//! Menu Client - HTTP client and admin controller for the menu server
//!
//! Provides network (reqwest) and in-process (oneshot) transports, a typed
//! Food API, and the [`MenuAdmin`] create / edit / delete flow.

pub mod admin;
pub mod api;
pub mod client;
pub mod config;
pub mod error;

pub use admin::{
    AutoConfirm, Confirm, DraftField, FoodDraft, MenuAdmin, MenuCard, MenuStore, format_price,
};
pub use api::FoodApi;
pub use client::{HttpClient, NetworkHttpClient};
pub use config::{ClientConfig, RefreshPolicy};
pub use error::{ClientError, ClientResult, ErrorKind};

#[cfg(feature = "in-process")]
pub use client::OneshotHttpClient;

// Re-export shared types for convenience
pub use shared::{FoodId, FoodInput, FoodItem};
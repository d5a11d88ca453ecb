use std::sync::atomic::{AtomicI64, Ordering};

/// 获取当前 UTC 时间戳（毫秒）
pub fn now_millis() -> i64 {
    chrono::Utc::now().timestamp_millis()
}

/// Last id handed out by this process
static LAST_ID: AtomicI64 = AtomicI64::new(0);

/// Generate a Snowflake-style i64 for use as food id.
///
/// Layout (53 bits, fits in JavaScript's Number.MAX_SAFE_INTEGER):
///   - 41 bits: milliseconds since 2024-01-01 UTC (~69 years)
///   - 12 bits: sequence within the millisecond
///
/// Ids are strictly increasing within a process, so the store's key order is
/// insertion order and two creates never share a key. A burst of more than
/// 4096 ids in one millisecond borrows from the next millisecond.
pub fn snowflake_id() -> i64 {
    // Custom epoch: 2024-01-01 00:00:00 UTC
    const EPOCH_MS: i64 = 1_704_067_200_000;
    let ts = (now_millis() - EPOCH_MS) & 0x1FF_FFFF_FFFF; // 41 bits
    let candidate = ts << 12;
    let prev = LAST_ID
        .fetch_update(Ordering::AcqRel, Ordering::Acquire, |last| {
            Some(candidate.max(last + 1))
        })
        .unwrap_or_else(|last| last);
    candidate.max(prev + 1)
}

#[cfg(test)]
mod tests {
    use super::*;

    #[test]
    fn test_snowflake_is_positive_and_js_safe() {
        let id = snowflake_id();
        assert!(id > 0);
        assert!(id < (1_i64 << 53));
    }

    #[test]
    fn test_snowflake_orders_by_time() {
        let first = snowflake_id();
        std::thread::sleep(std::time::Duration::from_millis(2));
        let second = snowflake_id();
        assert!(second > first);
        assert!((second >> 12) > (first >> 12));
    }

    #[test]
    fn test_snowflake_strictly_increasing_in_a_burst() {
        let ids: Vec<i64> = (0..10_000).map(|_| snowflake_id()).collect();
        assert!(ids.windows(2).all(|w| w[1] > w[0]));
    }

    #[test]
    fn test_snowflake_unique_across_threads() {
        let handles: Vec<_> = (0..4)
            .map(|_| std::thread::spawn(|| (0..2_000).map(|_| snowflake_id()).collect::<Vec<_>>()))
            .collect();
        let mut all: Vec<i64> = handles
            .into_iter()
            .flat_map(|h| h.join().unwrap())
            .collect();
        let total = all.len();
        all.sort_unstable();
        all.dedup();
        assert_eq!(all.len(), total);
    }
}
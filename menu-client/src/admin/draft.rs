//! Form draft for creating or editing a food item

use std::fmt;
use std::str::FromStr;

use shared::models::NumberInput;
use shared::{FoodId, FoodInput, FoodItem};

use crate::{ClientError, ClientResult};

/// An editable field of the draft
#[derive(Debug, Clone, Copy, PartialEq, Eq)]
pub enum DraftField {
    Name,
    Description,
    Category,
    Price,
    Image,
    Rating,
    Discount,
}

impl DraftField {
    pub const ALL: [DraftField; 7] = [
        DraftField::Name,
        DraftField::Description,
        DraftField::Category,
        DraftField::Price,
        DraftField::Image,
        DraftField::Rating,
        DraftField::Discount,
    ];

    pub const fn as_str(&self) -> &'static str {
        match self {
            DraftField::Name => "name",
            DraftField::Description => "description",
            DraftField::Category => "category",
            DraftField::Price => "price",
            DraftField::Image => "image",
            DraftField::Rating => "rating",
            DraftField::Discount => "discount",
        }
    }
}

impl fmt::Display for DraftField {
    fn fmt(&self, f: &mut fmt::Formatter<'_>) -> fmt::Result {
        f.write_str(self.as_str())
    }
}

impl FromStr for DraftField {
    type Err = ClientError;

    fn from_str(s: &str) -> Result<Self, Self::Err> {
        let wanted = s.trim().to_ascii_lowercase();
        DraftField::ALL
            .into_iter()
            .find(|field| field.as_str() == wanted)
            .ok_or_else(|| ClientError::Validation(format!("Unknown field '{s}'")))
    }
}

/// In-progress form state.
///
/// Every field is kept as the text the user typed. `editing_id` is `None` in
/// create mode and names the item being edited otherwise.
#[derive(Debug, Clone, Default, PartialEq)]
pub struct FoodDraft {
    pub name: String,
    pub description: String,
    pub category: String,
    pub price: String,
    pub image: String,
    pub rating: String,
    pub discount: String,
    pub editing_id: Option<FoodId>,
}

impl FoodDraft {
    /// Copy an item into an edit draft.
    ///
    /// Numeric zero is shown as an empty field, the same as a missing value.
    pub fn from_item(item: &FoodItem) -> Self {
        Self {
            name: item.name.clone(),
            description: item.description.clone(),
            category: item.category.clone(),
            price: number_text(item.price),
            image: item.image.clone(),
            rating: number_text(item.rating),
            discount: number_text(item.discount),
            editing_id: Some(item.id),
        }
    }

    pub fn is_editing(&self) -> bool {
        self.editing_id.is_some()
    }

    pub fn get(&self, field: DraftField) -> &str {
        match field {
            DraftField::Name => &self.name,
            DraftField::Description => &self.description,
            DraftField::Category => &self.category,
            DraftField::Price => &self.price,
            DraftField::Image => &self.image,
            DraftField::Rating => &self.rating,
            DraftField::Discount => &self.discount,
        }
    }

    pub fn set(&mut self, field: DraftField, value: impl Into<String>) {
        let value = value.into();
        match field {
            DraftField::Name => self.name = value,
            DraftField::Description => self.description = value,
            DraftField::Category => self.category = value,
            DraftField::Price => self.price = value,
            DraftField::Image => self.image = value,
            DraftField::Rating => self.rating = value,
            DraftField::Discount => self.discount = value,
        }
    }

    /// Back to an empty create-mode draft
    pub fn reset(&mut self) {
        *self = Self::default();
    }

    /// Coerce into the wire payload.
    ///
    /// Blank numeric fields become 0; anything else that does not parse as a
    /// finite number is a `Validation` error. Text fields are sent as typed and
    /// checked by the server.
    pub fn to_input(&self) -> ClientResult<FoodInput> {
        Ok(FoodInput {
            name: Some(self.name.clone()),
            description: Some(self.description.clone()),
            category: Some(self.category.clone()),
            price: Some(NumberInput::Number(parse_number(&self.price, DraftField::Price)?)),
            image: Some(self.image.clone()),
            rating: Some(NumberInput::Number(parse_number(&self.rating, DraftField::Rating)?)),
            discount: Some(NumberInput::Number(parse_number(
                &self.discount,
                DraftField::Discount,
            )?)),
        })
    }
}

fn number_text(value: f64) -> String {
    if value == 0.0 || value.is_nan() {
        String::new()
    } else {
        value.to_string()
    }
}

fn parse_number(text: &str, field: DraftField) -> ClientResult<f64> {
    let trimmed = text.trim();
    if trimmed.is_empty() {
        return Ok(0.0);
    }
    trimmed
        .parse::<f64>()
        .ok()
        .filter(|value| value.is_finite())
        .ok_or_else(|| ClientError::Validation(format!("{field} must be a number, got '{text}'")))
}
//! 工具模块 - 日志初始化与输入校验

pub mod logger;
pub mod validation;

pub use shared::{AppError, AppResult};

To do – Write out every entry word for word.

Answer for the task –
//! Menu Client - HTTP client and admin controller for the menu server
//!
//! Provides network (reqwest) and in-process (oneshot) transports, a typed
//! Food API, and the [`MenuAdmin`] create / edit / delete flow.

pub mod admin;
pub mod api;
pub mod client;
pub mod config;
pub mod error;

pub use admin::{
    AutoConfirm, Confirm, DraftField, FoodDraft, MenuAdmin, MenuCard, MenuStore, format_price,
};
pub use api::FoodApi;
pub use client::{HttpClient, NetworkHttpClient};
pub use config::{ClientConfig, RefreshPolicy};
pub use error::{ClientError, ClientResult, ErrorKind};

#[cfg(feature = "in-process")]
pub use client::OneshotHttpClient;

// Re-export shared types for convenience
pub use shared::{FoodId, FoodInput, FoodItem};
repository d5a11d88ca453ecb
use std::sync::atomic::{AtomicI64, Ordering};

/// 获取当前 UTC 时间戳（毫秒）
pub fn now_millis() -> i64 {
    chrono::Utc::now().timestamp_millis()
}

/// Last id handed out by this process
static LAST_ID: AtomicI64 = AtomicI64::new(0);

/// Generate a Snowflake-style i64 for use as food id.
///
/// Layout (53 bits, fits in JavaScript's Number.MAX_SAFE_INTEGER):
///   - 41 bits: milliseconds since 2024-01-01 UTC (~69 years)
///   - 12 bits: sequence within the millisecond
///
/// Ids are strictly increasing within a process, so the store's key order is
/// insertion order and two creates never share a key. A burst of more than
/// 4096 ids in one millisecond borrows from the next millisecond.
pub fn snowflake_id() -> i64 {
    // Custom epoch: 2024-01-01 00:00:00 UTC
    const EPOCH_MS: i64 = 1_704_067_200_000;
    let ts = (now_millis() - EPOCH_MS) & 0x1FF_FFFF_FFFF; // 41 bits
    let candidate = ts << 12;
    let prev = LAST_ID
        .fetch_update(Ordering::AcqRel, Ordering::Acquire, |last| {
            Some(candidate.max(last + 1))
        })
        .unwrap_or_else(|last| last);
    candidate.max(prev + 1)
}

#[cfg(test)]
mod tests {
    use super::*;

    #[test]
    fn test_snowflake_is_positive_and_js_safe() {
        let id = snowflake_id();
        assert!(id > 0);
        assert!(id < (1_i64 << 53));
    }

    #[test]
    fn test_snowflake_orders_by_time() {
        let first = snowflake_id();
        std::thread::sleep(std::time::Duration::from_millis(2));
        let second = snowflake_id();
        assert!(second > first);
        assert!((second >> 12) > (first >> 12));
    }

    #[test]
    fn test_snowflake_strictly_increasing_in_a_burst() {
        let ids: Vec<i64> = (0..10_000).map(|_| snowflake_id()).collect();
        assert!(ids.windows(2).all(|w| w[1] > w[0]));
    }

    #[test]
    fn test_snowflake_unique_across_threads() {
        let handles: Vec<_> = (0..4)
            .map(|_| std::thread::spawn(|| (0..2_000).map(|_| snowflake_id()).collect::<Vec<_>>()))
            .collect();
        let mut all: Vec<i64> = handles
            .into_iter()
            .flat_map(|h| h.join().unwrap())
            .collect();
        let total = all.len();
        all.sort_unstable();
        all.dedup();
        assert_eq!(all.len(), total);
    }
}
filename menu-client/src/admin/draft.rs
//! Form draft for creating or editing a food item

use std::fmt;
use std::str::FromStr;

use shared::models::NumberInput;
use shared::{FoodId, FoodInput, FoodItem};

use crate::{ClientError, ClientResult};

/// An editable field of the draft
#[derive(Debug, Clone, Copy, PartialEq, Eq)]
pub enum DraftField {
    Name,
    Description,
    Category,
    Price,
    Image,
    Rating,
    Discount,
}

impl DraftField {
    pub const ALL: [DraftField; 7] = [
        DraftField::Name,
        DraftField::Description,
        DraftField::Category,
        DraftField::Price,
        DraftField::Image,
        DraftField::Rating,
        DraftField::Discount,
    ];

    pub const fn as_str(&self) -> &'static str {
        match self {
            DraftField::Name => "name",
            DraftField::Description => "description",
            DraftField::Category => "category",
            DraftField::Price => "price",
            DraftField::Image => "image",
            DraftField::Rating => "rating",
            DraftField::Discount => "discount",
        }
    }
}

impl fmt::Display for DraftField {
    fn fmt(&self, f: &mut fmt::Formatter<'_>) -> fmt::Result {
        f.write_str(self.as_str())
    }
}

impl FromStr for DraftField {
    type Err = ClientError;

    fn from_str(s: &str) -> Result<Self, Self::Err> {
        let wanted = s.trim().to_ascii_lowercase();
        DraftField::ALL
            .into_iter()
            .find(|field| field.as_str() == wanted)
            .ok_or_else(|| ClientError::Validation(format!("Unknown field '{s}'")))
    }
}

/// In-progress form state.
///
/// Every field is kept as the text the user typed. `editing_id` is `None` in
/// create mode and names the item being edited otherwise.
#[derive(Debug, Clone, Default, PartialEq)]
pub struct FoodDraft {
    pub name: String,
    pub description: String,
    pub category: String,
    pub price: String,
    pub image: String,
    pub rating: String,
    pub discount: String,
    pub editing_id: Option<FoodId>,
}

impl FoodDraft {
    /// Copy an item into an edit draft.
    ///
    /// Numeric zero is shown as an empty field, the same as a missing value.
    pub fn from_item(item: &FoodItem) -> Self {
        Self {
            name: item.name.clone(),
            description: item.description.clone(),
            category: item.category.clone(),
            price: number_text(item.price),
            image: item.image.clone(),
            rating: number_text(item.rating),
            discount: number_text(item.discount),
            editing_id: Some(item.id),
        }
    }

    pub fn is_editing(&self) -> bool {
        self.editing_id.is_some()
    }

    pub fn get(&self, field: DraftField) -> &str {
        match field {
            DraftField::Name => &self.name,
            DraftField::Description => &self.description,
            DraftField::Category => &self.category,
            DraftField::Price => &self.price,
            DraftField::Image => &self.image,
            DraftField::Rating => &self.rating,
            DraftField::Discount => &self.discount,
        }
    }

    pub fn set(&mut self, field: DraftField, value: impl Into<String>) {
        let value = value.into();
        match field {
            DraftField::Name => self.name = value,
            DraftField::Description => self.description = value,
            DraftField::Category => self.category = value,
            DraftField::Price => self.price = value,
            DraftField::Image => self.image = value,
            DraftField::Rating => self.rating = value,
            DraftField::Discount => self.discount = value,
        }
    }

    /// Back to an empty create-mode draft
    pub fn reset(&mut self) {
        *self = Self::default();
    }

    /// Coerce into the wire payload.
    ///
    /// Blank numeric fields become 0; anything else that does not parse as a
    /// finite number is a `Validation` error. Text fields are sent as typed and
    /// checked by the server.
    pub fn to_input(&self) -> ClientResult<FoodInput> {
        Ok(FoodInput {
            name: Some(self.name.clone()),
            description: Some(self.description.clone()),
            category: Some(self.category.clone()),
            price: Some(NumberInput::Number(parse_number(&self.price, DraftField::Price)?)),
            image: Some(self.image.clone()),
            rating: Some(NumberInput::Number(parse_number(&self.rating, DraftField::Rating)?)),
            discount: Some(NumberInput::Number(parse_number(
                &self.discount,
                DraftField::Discount,
            )?)),
        })
    }
}

fn number_text(value: f64) -> String {
    if value == 0.0 || value.is_nan() {
        String::new()
    } else {
        value.to_string()
    }
}

fn parse_number(text: &str, field: DraftField) -> ClientResult<f64> {
    let trimmed = text.trim();
    if trimmed.is_empty() {
        return Ok(0.0);
    }
    trimmed
        .parse::<f64>()
        .ok()
        .filter(|value| value.is_finite())
        .ok_or_else(|| ClientError::Validation(format!("{field} must be a number, got '{text}'")))
}
//! 工具模块 - 日志初始化与输入校验

pub mod logger;
pub mod validation;

pub use shared::{AppError, AppResult};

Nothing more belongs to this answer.